(Beginning of DATA TO USE)

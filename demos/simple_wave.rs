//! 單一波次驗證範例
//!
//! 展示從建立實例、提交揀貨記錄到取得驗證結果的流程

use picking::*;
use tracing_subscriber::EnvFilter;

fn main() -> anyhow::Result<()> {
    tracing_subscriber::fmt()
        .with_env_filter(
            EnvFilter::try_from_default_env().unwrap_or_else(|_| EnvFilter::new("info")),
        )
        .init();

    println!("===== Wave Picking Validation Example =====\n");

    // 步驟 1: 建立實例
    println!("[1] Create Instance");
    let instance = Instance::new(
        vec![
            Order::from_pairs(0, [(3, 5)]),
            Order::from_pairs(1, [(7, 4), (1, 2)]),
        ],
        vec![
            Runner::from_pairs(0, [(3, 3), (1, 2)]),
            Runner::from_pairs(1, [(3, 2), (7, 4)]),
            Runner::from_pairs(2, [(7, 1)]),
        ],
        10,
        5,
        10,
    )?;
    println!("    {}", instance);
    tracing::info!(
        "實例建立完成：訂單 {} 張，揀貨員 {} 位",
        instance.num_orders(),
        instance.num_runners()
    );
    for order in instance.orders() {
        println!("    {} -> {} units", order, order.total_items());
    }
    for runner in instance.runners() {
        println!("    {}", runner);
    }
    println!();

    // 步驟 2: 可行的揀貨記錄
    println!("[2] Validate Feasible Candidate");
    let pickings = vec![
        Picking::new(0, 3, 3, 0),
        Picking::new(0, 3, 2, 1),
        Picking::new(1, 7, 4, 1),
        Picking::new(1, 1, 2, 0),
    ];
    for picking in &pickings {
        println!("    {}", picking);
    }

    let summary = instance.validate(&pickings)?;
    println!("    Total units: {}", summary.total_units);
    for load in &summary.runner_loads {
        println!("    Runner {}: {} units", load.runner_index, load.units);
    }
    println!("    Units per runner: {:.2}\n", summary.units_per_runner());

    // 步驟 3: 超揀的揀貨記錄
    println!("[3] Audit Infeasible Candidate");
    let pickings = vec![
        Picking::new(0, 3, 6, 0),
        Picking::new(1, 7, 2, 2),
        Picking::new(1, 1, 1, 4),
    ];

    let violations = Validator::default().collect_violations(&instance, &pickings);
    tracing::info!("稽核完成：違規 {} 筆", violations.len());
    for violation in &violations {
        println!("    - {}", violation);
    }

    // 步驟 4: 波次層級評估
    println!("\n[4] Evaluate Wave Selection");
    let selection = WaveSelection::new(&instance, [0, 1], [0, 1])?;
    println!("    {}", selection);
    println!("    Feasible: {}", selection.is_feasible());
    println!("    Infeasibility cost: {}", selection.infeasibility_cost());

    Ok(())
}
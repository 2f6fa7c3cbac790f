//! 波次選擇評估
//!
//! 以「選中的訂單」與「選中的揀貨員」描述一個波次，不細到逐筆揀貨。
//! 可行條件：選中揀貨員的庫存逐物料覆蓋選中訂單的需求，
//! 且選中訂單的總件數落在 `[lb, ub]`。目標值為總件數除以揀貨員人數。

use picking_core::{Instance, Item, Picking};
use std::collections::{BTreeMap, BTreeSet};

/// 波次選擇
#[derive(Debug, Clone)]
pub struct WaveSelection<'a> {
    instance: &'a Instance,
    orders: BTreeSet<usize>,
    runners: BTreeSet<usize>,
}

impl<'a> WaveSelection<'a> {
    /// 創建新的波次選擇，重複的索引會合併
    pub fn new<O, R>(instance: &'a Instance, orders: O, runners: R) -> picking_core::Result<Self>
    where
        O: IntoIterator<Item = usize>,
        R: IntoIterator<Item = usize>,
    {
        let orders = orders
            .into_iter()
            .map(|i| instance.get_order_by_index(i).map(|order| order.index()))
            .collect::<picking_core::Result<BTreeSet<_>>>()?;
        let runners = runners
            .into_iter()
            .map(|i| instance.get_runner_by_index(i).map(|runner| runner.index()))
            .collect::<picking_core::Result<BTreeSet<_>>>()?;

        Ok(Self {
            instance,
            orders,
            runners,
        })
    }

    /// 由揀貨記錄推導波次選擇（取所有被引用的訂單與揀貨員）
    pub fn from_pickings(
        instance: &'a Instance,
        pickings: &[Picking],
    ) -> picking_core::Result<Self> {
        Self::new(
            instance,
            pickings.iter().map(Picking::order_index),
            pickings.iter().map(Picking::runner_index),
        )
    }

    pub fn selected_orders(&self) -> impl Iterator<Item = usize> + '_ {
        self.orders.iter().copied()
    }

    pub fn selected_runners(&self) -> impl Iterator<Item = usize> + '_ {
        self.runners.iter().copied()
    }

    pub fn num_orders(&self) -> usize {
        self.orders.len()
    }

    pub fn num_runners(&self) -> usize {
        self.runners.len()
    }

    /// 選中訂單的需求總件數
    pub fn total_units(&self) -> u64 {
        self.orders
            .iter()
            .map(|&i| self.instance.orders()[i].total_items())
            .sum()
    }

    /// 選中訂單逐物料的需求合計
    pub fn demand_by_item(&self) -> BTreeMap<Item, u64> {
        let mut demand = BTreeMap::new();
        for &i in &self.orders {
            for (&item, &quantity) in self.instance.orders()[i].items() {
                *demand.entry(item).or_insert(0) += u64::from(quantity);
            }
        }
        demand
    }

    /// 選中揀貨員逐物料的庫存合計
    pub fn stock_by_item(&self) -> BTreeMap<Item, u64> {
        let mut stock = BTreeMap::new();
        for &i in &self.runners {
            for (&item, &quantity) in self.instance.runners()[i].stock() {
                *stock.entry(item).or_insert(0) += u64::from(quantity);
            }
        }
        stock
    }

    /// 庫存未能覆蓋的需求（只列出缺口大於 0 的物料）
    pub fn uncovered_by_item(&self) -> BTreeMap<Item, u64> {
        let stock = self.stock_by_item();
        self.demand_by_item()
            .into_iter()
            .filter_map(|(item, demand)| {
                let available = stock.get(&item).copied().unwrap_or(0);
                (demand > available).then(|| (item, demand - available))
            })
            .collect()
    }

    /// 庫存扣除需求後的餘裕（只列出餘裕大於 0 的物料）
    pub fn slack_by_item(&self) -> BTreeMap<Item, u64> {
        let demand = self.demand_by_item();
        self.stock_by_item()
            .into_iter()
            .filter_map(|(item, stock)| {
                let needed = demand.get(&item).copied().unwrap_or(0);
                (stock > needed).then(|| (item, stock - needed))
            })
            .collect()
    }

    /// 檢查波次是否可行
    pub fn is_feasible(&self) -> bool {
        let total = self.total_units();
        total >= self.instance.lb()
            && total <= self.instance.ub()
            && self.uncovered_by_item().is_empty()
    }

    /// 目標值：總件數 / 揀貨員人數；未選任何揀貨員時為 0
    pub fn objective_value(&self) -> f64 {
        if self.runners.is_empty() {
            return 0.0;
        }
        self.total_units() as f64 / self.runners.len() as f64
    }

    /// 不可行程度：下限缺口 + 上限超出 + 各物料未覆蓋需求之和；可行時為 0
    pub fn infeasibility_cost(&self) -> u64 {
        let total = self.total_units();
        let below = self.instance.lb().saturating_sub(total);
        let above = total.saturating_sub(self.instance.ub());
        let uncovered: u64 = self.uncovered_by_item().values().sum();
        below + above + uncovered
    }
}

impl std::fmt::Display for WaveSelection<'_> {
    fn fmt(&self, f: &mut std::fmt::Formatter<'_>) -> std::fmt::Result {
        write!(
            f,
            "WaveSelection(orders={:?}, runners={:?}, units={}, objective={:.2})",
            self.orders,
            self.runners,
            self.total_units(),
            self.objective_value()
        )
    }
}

(End of DATA TO USE)

- **TASK REQUIREMENTS**
What lines of the material contain "EnvFilter"? Show them.

- **OUTPUT FOR THIS EXERCISE**
use tracing_subscriber::EnvFilter;
            EnvFilter::try_from_default_env().unwrap_or_else(|_| EnvFilter::new("info")),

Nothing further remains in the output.